Below are records; write all of them out exactly.

____________

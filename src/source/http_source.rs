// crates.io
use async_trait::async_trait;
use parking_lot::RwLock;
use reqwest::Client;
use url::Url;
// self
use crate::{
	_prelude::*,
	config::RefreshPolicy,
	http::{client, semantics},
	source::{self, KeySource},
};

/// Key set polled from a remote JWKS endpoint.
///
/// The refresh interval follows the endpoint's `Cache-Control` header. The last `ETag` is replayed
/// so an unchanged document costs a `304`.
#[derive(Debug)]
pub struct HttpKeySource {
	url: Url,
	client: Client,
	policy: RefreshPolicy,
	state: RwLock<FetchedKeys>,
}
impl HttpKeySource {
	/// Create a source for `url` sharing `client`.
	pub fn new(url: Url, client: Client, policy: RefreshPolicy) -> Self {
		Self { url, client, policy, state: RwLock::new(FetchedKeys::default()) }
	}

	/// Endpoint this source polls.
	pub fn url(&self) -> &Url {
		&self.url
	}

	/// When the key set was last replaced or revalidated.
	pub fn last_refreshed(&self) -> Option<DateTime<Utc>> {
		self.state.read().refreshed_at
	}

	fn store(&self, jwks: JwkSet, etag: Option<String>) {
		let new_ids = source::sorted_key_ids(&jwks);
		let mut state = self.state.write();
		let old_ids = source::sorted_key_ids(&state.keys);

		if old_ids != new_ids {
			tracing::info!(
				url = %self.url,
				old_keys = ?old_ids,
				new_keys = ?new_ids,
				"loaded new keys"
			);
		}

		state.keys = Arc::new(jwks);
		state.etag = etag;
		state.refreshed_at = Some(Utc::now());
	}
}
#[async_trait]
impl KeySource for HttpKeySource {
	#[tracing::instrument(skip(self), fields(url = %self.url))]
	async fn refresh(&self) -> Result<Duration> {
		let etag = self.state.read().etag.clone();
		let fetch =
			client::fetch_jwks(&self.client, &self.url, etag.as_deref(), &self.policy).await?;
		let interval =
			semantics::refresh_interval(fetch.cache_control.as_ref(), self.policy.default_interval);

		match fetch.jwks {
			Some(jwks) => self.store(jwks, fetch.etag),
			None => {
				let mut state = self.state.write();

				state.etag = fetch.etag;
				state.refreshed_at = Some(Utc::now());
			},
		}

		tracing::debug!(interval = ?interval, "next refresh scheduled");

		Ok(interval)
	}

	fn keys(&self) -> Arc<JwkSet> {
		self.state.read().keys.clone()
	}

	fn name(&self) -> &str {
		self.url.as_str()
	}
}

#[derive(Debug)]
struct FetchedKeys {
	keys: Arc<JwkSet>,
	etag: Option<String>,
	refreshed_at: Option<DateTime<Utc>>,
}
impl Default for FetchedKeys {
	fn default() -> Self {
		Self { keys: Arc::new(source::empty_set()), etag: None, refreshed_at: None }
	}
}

____________

» Your response:
filename src/source/http_source.rs
// crates.io
use async_trait::async_trait;
use parking_lot::RwLock;
use reqwest::Client;
use url::Url;
// self
use crate::{
	_prelude::*,
	config::RefreshPolicy,
	http::{client, semantics},
	source::{self, KeySource},
};

/// Key set polled from a remote JWKS endpoint.
///
/// The refresh interval follows the endpoint's `Cache-Control` header. The last `ETag` is replayed
/// so an unchanged document costs a `304`.
#[derive(Debug)]
pub struct HttpKeySource {
	url: Url,
	client: Client,
	policy: RefreshPolicy,
	state: RwLock<FetchedKeys>,
}
impl HttpKeySource {
	/// Create a source for `url` sharing `client`.
	pub fn new(url: Url, client: Client, policy: RefreshPolicy) -> Self {
		Self { url, client, policy, state: RwLock::new(FetchedKeys::default()) }
	}

	/// Endpoint this source polls.
	pub fn url(&self) -> &Url {
		&self.url
	}

	/// When the key set was last replaced or revalidated.
	pub fn last_refreshed(&self) -> Option<DateTime<Utc>> {
		self.state.read().refreshed_at
	}

	fn store(&self, jwks: JwkSet, etag: Option<String>) {
		let new_ids = source::sorted_key_ids(&jwks);
		let mut state = self.state.write();
		let old_ids = source::sorted_key_ids(&state.keys);

		if old_ids != new_ids {
			tracing::info!(
				url = %self.url,
				old_keys = ?old_ids,
				new_keys = ?new_ids,
				"loaded new keys"
			);
		}

		state.keys = Arc::new(jwks);
		state.etag = etag;
		state.refreshed_at = Some(Utc::now());
	}
}
#[async_trait]
impl KeySource for HttpKeySource {
	#[tracing::instrument(skip(self), fields(url = %self.url))]
	async fn refresh(&self) -> Result<Duration> {
		let etag = self.state.read().etag.clone();
		let fetch =
			client::fetch_jwks(&self.client, &self.url, etag.as_deref(), &self.policy).await?;
		let interval =
			semantics::refresh_interval(fetch.cache_control.as_ref(), self.policy.default_interval);

		match fetch.jwks {
			Some(jwks) => self.store(jwks, fetch.etag),
			None => {
				let mut state = self.state.write();

				state.etag = fetch.etag;
				state.refreshed_at = Some(Utc::now());
			},
		}

		tracing::debug!(interval = ?interval, "next refresh scheduled");

		Ok(interval)
	}

	fn keys(&self) -> Arc<JwkSet> {
		self.state.read().keys.clone()
	}

	fn name(&self) -> &str {
		self.url.as_str()
	}
}

#[derive(Debug)]
struct FetchedKeys {
	keys: Arc<JwkSet>,
	etag: Option<String>,
	refreshed_at: Option<DateTime<Utc>>,
}
impl Default for FetchedKeys {
	fn default() -> Self {
		Self { keys: Arc::new(source::empty_set()), etag: None, refreshed_at: None }
	}
}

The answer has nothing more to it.